It was only a few years ago that Jennifer Hudson made her debut as an actress in Dreamgirls. Playing the strong Effie was not only challenging, but also called for some serious no-nonsense attitude and great vocal pipes. Hudson carried it off like a champ; she even has an Academy Award to prove it.
Personally, I found Hudson’s Effie and Louise (Sex and the City, the movie) to be great characters. But Hudson’s portrayal seemed to be held back; like she didn’t want to lose herself too much in the characters. I’m glad she’s learned a thing or two for her latest project. It shows.
Hudson, along with other newbie actors and actresses, have begun to come into their own in The Secret Life of Bees. These actors have decidedly improved their acting skills just in time to make this movie the great film that it is.
Bees is the story of Lily Owens (played by Dakota Fanning), a 14-year old girl who is dealing with a lot of emotional stress and trauma. Lily is a white girl who flees her 1960s-era, segregationist hometown with her black nanny, Rosaleen Daise (Hudson) to escape her brutish father and the town’s bigotry.
Along the way, she stumbles on the most colorful house I’ve ever seen; which actually looks pretty good. Set around the time the Civil Rights Bill was passed into law, the movie depicts Rosaleen and Lily finding love and acceptance in the most unlikely of places.
The cast includes Queen Latifah as August Boatwright, Sophie Okonedo of Hotel Rwanda fame as May Boatwright, Alicia Keys as June Boatwright, Nate Parker as Neil, Paul Bettany as Terrence “T. Ray” Owens, and Tristan Wilds as Zach Taylor.

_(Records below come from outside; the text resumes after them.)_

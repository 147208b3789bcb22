pub mod defaults;
pub mod config_file;

#[cfg(feature = "events")]
pub mod event;

//
// Types
//
pub type Reason = String;
pub type Name = String;

// Tenancy
pub type NamespaceName = String;
pub type ClusterName = String;
pub type ConnectClusterName = String;
pub type GroupName = String;

// Topic
pub type TopicName = String;
pub type PartitionId = i32;
pub type PartitionCount = i32;
pub type ReplicationFactor = i32;
pub type Offset = i64;

// Connector
pub type ConnectorName = String;

/// revision token assigned by a repository on every write
pub type Revision = u64;
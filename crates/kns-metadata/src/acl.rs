//!
//! # Access control entries
//!
//! Grants a permission on a resource name pattern to a namespace. OWNER
//! entries drive authorization, READ and WRITE entries become broker ACLs.
//!
use std::fmt;

use serde::{Serialize, Deserialize};

use kns_types::NamespaceName;

use crate::core::Spec;
use crate::extended::{ResourceKind, SpecExt};

#[derive(Debug, Clone, Copy, PartialEq, Eq, Hash, PartialOrd, Ord, Serialize, Deserialize)]
#[serde(rename_all = "SCREAMING_SNAKE_CASE")]
pub enum AclResourceType {
    Topic,
    Connect,
    Group,
    ConnectCluster,
}

impl AclResourceType {
    /// ACE type guarding a resource kind, if ownership applies to it
    pub fn for_kind(kind: ResourceKind) -> Option<Self> {
        match kind {
            ResourceKind::Topic | ResourceKind::DeleteRecords => Some(Self::Topic),
            ResourceKind::Connector | ResourceKind::ChangeConnectorState => Some(Self::Connect),
            _ => None,
        }
    }
}

impl fmt::Display for AclResourceType {
    fn fmt(&self, f: &mut fmt::Formatter<'_>) -> fmt::Result {
        let label = match self {
            Self::Topic => "TOPIC",
            Self::Connect => "CONNECT",
            Self::Group => "GROUP",
            Self::ConnectCluster => "CONNECT_CLUSTER",
        };
        write!(f, "{label}")
    }
}

#[derive(Debug, Clone, Copy, Default, PartialEq, Eq, Hash, PartialOrd, Ord, Serialize, Deserialize)]
#[serde(rename_all = "SCREAMING_SNAKE_CASE")]
pub enum ResourcePatternType {
    #[default]
    Literal,
    Prefixed,
}

#[derive(Debug, Clone, Copy, PartialEq, Eq, Hash, PartialOrd, Ord, Serialize, Deserialize)]
#[serde(rename_all = "SCREAMING_SNAKE_CASE")]
pub enum Permission {
    Owner,
    Read,
    Write,
}

impl fmt::Display for Permission {
    fn fmt(&self, f: &mut fmt::Formatter<'_>) -> fmt::Result {
        let label = match self {
            Self::Owner => "OWNER",
            Self::Read => "READ",
            Self::Write => "WRITE",
        };
        write!(f, "{label}")
    }
}

#[derive(Debug, Clone, PartialEq, Eq, Hash, Serialize, Deserialize)]
#[serde(rename_all = "camelCase")]
pub struct AccessControlEntrySpec {
    pub resource_type: AclResourceType,
    pub resource: String,
    #[serde(default)]
    pub resource_pattern_type: ResourcePatternType,
    pub permission: Permission,
    pub granted_to: NamespaceName,
}

impl Spec for AccessControlEntrySpec {
    const LABEL: &'static str = "AccessControlEntry";
    type Status = ();
}

impl SpecExt for AccessControlEntrySpec {
    const KIND: ResourceKind = ResourceKind::AccessControlEntry;
}

impl AccessControlEntrySpec {
    pub fn owner(
        resource_type: AclResourceType,
        resource: impl Into<String>,
        pattern: ResourcePatternType,
        granted_to: impl Into<String>,
    ) -> Self {
        Self {
            resource_type,
            resource: resource.into(),
            resource_pattern_type: pattern,
            permission: Permission::Owner,
            granted_to: granted_to.into(),
        }
    }

    /// does the pattern match a concrete resource name
    pub fn matches(&self, name: &str) -> bool {
        match self.resource_pattern_type {
            ResourcePatternType::Literal => self.resource == name,
            ResourcePatternType::Prefixed => name.starts_with(&self.resource),
        }
    }

    /// is every name matched by `other` also matched by this pattern
    pub fn covers(&self, other: &AccessControlEntrySpec) -> bool {
        if self.resource_type != other.resource_type {
            return false;
        }
        match (self.resource_pattern_type, other.resource_pattern_type) {
            (ResourcePatternType::Literal, ResourcePatternType::Literal) => {
                self.resource == other.resource
            }
            (ResourcePatternType::Literal, ResourcePatternType::Prefixed) => false,
            (ResourcePatternType::Prefixed, _) => other.resource.starts_with(&self.resource),
        }
    }

    pub fn grants_ownership(
        &self,
        namespace: &str,
        resource_type: AclResourceType,
        name: &str,
    ) -> bool {
        self.permission == Permission::Owner
            && self.granted_to == namespace
            && self.resource_type == resource_type
            && self.matches(name)
    }
}

#[cfg(test)]
mod test {

    use super::{AccessControlEntrySpec, AclResourceType, Permission, ResourcePatternType};

    fn prefixed(resource: &str) -> AccessControlEntrySpec {
        AccessControlEntrySpec::owner(
            AclResourceType::Topic,
            resource,
            ResourcePatternType::Prefixed,
            "test",
        )
    }

    #[test]
    fn test_pattern_match() {
        let ace = prefixed("test.");
        assert!(ace.matches("test.topic"));
        assert!(!ace.matches("other.topic"));

        let literal = AccessControlEntrySpec::owner(
            AclResourceType::Topic,
            "test.topic",
            ResourcePatternType::Literal,
            "test",
        );
        assert!(literal.matches("test.topic"));
        assert!(!literal.matches("test.topic2"));
    }

    #[test]
    fn test_ownership() {
        let ace = prefixed("test.");
        assert!(ace.grants_ownership("test", AclResourceType::Topic, "test.topic"));
        assert!(!ace.grants_ownership("other", AclResourceType::Topic, "test.topic"));
        assert!(!ace.grants_ownership("test", AclResourceType::Connect, "test.topic"));

        let read = AccessControlEntrySpec {
            permission: Permission::Read,
            ..prefixed("test.")
        };
        assert!(!read.grants_ownership("test", AclResourceType::Topic, "test.topic"));
    }

    #[test]
    fn test_covers() {
        let parent = prefixed("test.");
        assert!(parent.covers(&prefixed("test.sub.")));
        assert!(!parent.covers(&prefixed("tes")));
        let literal = AccessControlEntrySpec {
            resource_pattern_type: ResourcePatternType::Literal,
            ..prefixed("test.a")
        };
        assert!(parent.covers(&literal));
        assert!(!literal.covers(&parent));
    }
}
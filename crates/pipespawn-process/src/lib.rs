//! # pipespawn process
//!
//! Low-level process operations used by the launcher worker:
//! - process creation with explicit standard handles
//! - argv flattening into a Windows command line
//! - process state queries (poll or wait), with terminal states cached
//! - process existence checks
//!
//! Everything here runs on the launcher worker thread only.

pub mod check;
pub mod command_line;
pub mod execute;
pub mod table;

// Re-export main types
pub use check::process_exists;
pub use command_line::command_line_from_argv;
pub use execute::{error_code, spawn_process, ChildStdio, SpawnRequest, SpawnedChild};
pub use table::ProcessTable;
//! # pipespawn wire
//!
//! Binary codec for the control channel between a caller and the launcher
//! worker. No versioning, no magic number: both ends are built together.
//!
//! | Byte(s) | Meaning |
//! |---|---|
//! | 1 | opcode: 0=Launch, 1=QueryState, 2=WaitState |
//! | Launch payload | 5 length-prefixed strings (-1 = absent) + string-array argv |
//! | Launch response | i64: child pid, or negated OS error code |
//! | QueryState/WaitState payload | i64 process identifier |
//! | QueryState/WaitState response | i32 state code, i32 exit code |
//!
//! All integers are little-endian.

pub mod error;
pub mod message;
pub mod primitives;

pub use error::WireError;
pub use message::{Command, LaunchRequest, Opcode, SpawnOutcome};
pub use primitives::{
    read_i32, read_i64, read_process_state, read_string, read_strings, write_i32, write_i64,
    write_process_state, write_string, write_strings,
};
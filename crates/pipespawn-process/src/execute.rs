//! Process creation with explicit standard handles.

use pipespawn_common::Pid;
use pipespawn_pipes::ChildPipe;
use std::io;

/// Where one standard stream of the new process comes from.
#[derive(Debug)]
pub enum ChildStdio {
    /// Share the launcher's own standard stream.
    Inherit,
    /// Use the client end of a process-owned pipe.
    Pipe(ChildPipe),
}

/// One process to create.
///
/// `argv[0]` is the program name the child sees; `executable` is what is
/// actually run.
#[derive(Debug)]
pub struct SpawnRequest {
    pub executable: String,
    pub argv: Vec<String>,
    pub stdin: ChildStdio,
    pub stdout: ChildStdio,
    pub stderr: ChildStdio,
}

/// A freshly created process.
#[derive(Debug)]
pub struct SpawnedChild {
    pub pid: Pid,
    #[cfg(windows)]
    pub(crate) process: std::os::windows::io::OwnedHandle,
}

/// Create the process described by `request`.
///
/// The pipe handles in the request are consumed; the launcher's copies are
/// closed once the child holds its own.
pub fn spawn_process(request: SpawnRequest) -> io::Result<SpawnedChild> {
    if request.executable.is_empty() {
        return Err(io::Error::new(
            io::ErrorKind::InvalidInput,
            "executable path is empty",
        ));
    }

    #[cfg(unix)]
    {
        spawn_unix(request)
    }

    #[cfg(windows)]
    {
        spawn_windows(request)
    }
}

/// OS error code to report for a failed launch.
///
/// Errors raised by this crate rather than the OS carry no code; they get
/// the closest platform code for their kind so the caller can still match
/// on it.
pub fn error_code(err: &io::Error) -> i32 {
    if let Some(code) = err.raw_os_error().filter(|code| *code > 0) {
        return code;
    }

    #[cfg(unix)]
    {
        use nix::errno::Errno;
        let errno = match err.kind() {
            io::ErrorKind::NotFound => Errno::ENOENT,
            io::ErrorKind::PermissionDenied => Errno::EACCES,
            io::ErrorKind::AlreadyExists => Errno::EEXIST,
            io::ErrorKind::TimedOut => Errno::ETIMEDOUT,
            _ => Errno::EINVAL,
        };
        errno as i32
    }

    #[cfg(windows)]
    {
        use windows::Win32::Foundation::{
            ERROR_ACCESS_DENIED, ERROR_ALREADY_EXISTS, ERROR_FILE_NOT_FOUND,
            ERROR_INVALID_PARAMETER, ERROR_SEM_TIMEOUT,
        };
        let code = match err.kind() {
            io::ErrorKind::NotFound => ERROR_FILE_NOT_FOUND,
            io::ErrorKind::PermissionDenied => ERROR_ACCESS_DENIED,
            io::ErrorKind::AlreadyExists => ERROR_ALREADY_EXISTS,
            io::ErrorKind::TimedOut => ERROR_SEM_TIMEOUT,
            _ => ERROR_INVALID_PARAMETER,
        };
        code.0 as i32
    }
}

#[cfg(unix)]
fn spawn_unix(request: SpawnRequest) -> io::Result<SpawnedChild> {
    use std::os::unix::process::CommandExt;
    use std::process::{Command, Stdio};

    fn stdio(source: ChildStdio) -> Stdio {
        match source {
            ChildStdio::Inherit => Stdio::inherit(),
            ChildStdio::Pipe(pipe) => Stdio::from(pipe.into_owned()),
        }
    }

    let mut cmd = Command::new(&request.executable);
    if let Some((arg0, rest)) = request.argv.split_first() {
        cmd.arg0(arg0).args(rest);
    }
    cmd.stdin(stdio(request.stdin))
        .stdout(stdio(request.stdout))
        .stderr(stdio(request.stderr));

    let child = cmd.spawn()?;
    // The child is reaped through the process table, not through `Child`.
    Ok(SpawnedChild {
        pid: Pid::from(child.id()),
    })
}

#[cfg(windows)]
fn spawn_windows(request: SpawnRequest) -> io::Result<SpawnedChild> {
    use crate::command_line::command_line_from_argv;
    use std::os::windows::io::{AsRawHandle, FromRawHandle, OwnedHandle};
    use windows::core::{PCWSTR, PWSTR};
    use windows::Win32::Foundation::{CloseHandle, HANDLE};
    use windows::Win32::System::Console::{
        GetStdHandle, STD_ERROR_HANDLE, STD_HANDLE, STD_INPUT_HANDLE, STD_OUTPUT_HANDLE,
    };
    use windows::Win32::System::Threading::{
        CreateProcessW, PROCESS_CREATION_FLAGS, PROCESS_INFORMATION, STARTF_USESTDHANDLES,
        STARTUPINFOW,
    };

    fn wide(s: &str) -> Vec<u16> {
        s.encode_utf16().chain(std::iter::once(0)).collect()
    }

    // Pipe handles stay owned here until CreateProcessW has duplicated them.
    fn handle(
        source: ChildStdio,
        fallback: STD_HANDLE,
    ) -> io::Result<(HANDLE, Option<OwnedHandle>)> {
        match source {
            ChildStdio::Inherit => {
                let h = unsafe { GetStdHandle(fallback) }.map_err(io::Error::from)?;
                Ok((h, None))
            }
            ChildStdio::Pipe(pipe) => {
                let owned = pipe.into_owned();
                Ok((HANDLE(owned.as_raw_handle()), Some(owned)))
            }
        }
    }

    let (stdin, _stdin_guard) = handle(request.stdin, STD_INPUT_HANDLE)?;
    let (stdout, _stdout_guard) = handle(request.stdout, STD_OUTPUT_HANDLE)?;
    let (stderr, _stderr_guard) = handle(request.stderr, STD_ERROR_HANDLE)?;

    let application = wide(&request.executable);
    let mut command_line = wide(&command_line_from_argv(&request.argv));

    let startup = STARTUPINFOW {
        cb: std::mem::size_of::<STARTUPINFOW>() as u32,
        dwFlags: STARTF_USESTDHANDLES,
        hStdInput: stdin,
        hStdOutput: stdout,
        hStdError: stderr,
        ..Default::default()
    };
    let mut info = PROCESS_INFORMATION::default();

    unsafe {
        CreateProcessW(
            PCWSTR(application.as_ptr()),
            PWSTR(command_line.as_mut_ptr()),
            None,
            None,
            true,
            PROCESS_CREATION_FLAGS(0),
            None,
            PCWSTR::null(),
            &startup,
            &mut info,
        )
    }
    .map_err(io::Error::from)?;

    let _ = unsafe { CloseHandle(info.hThread) };
    // SAFETY: hProcess is a fresh handle returned by CreateProcessW.
    let process = unsafe { OwnedHandle::from_raw_handle(info.hProcess.0) };
    Ok(SpawnedChild {
        pid: Pid::from(info.dwProcessId),
        process,
    })
}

Each actor in this ensemble transforms himself or herself into the unlikeliest of people, and that makes this movie shine.
Director Gina Prince-Bythewood showcased the contrast of Lily’s old life and her new one with stark differences. Lily’s home, where her father lives, is dirty, filled with bugs, and has no life to it.
By contrast, August’s house is painted calypso pink on the outside, and in rich colors on the inside. It has beautifully dressed women, and people with lots of smiles on their faces. Prince makes August’s house the safe haven filled with love that Lily has been looking for her whole life, but never could seem to find. I loved Prince’s script, as well. She gave it a breath-taking visual that is awe-inspiring.
Prince’s screenplay is based on the novel of the same name written by Sue Monk Kidd. Both Kidd and Prince churned out a great tale of love, acceptance and coming-of-age. Lily’s story (I won’t ruin it for you) is sad, but what she gets in the end more than makes up for a lifetime of hurt. That kind of story causes me to wonder why I hadn’t bothered to read the novel while it was on all of the best-sellers’ lists for weeks.
I said that Miracle at St. Anna deserves an Oscar. I’m not taking that back. But The Secret Life of Bees also needs to be nominated for its interesting, true-to-life tale about growing up in the old South. Of course, this great feat isn’t due only to the director/screenwriter and novelist. The actors played a major role in this production.
Latifah, no stranger to Oscar-winning performances, is more elegant in Bees than any other role I’ve seen. She still has that tough edge for which she’s famous, but the feminine dresses and colors soften her look and, in turn, soften her character, who is like the best aunt anyone could want.
Parker, whom I interviewed for last year’s The Great Debaters, said that he, along with his Great Debaters cast members, didn’t have any upcoming projects at that time. They were all considering their next roles very carefully. I’m delighted to see that Parker chose wisely. His previous role was a man living in the early twentieth century. So he is no stranger to his character, and pulls off his in-love-but-rejected Neil quite nicely.
Keys, a veritable baby when it comes to acting, is prim and snobby; a very different kind of person than in any of her previous work. She is great as June. She almost makes the audience forget that June needs to be told off on a daily basis, and she makes them like her.
Also, Okonedo deserves a mention for playing someone who isn’t quite there. Given her thick African accent, I’m sure trying to get the southern twang down perfectly was a job in itself. Okonedo’s performance is different and excellent. Yet it was strange that the audience seemed to think she was funny every time her character cried over a tragedy. I’m sure Prince did not have laughter in mind when she filmed those scenes.
Bettany and Wilds are both seasoned actors in their own rights. As T. Ray and Zach, respectively, each actor showed the internal dilemma their characters have over the same girl, and caused strong emotions in their audience members.
Unfortunately, Bees is not playing in enough theaters for everyone to have a great bee experience. Simply packing the theaters showing the film would be a definite invitation for Fox Searchlight Productions to add more theaters, so more people can enjoy the movie going experience that is The Secret Life of Bees. I know I did.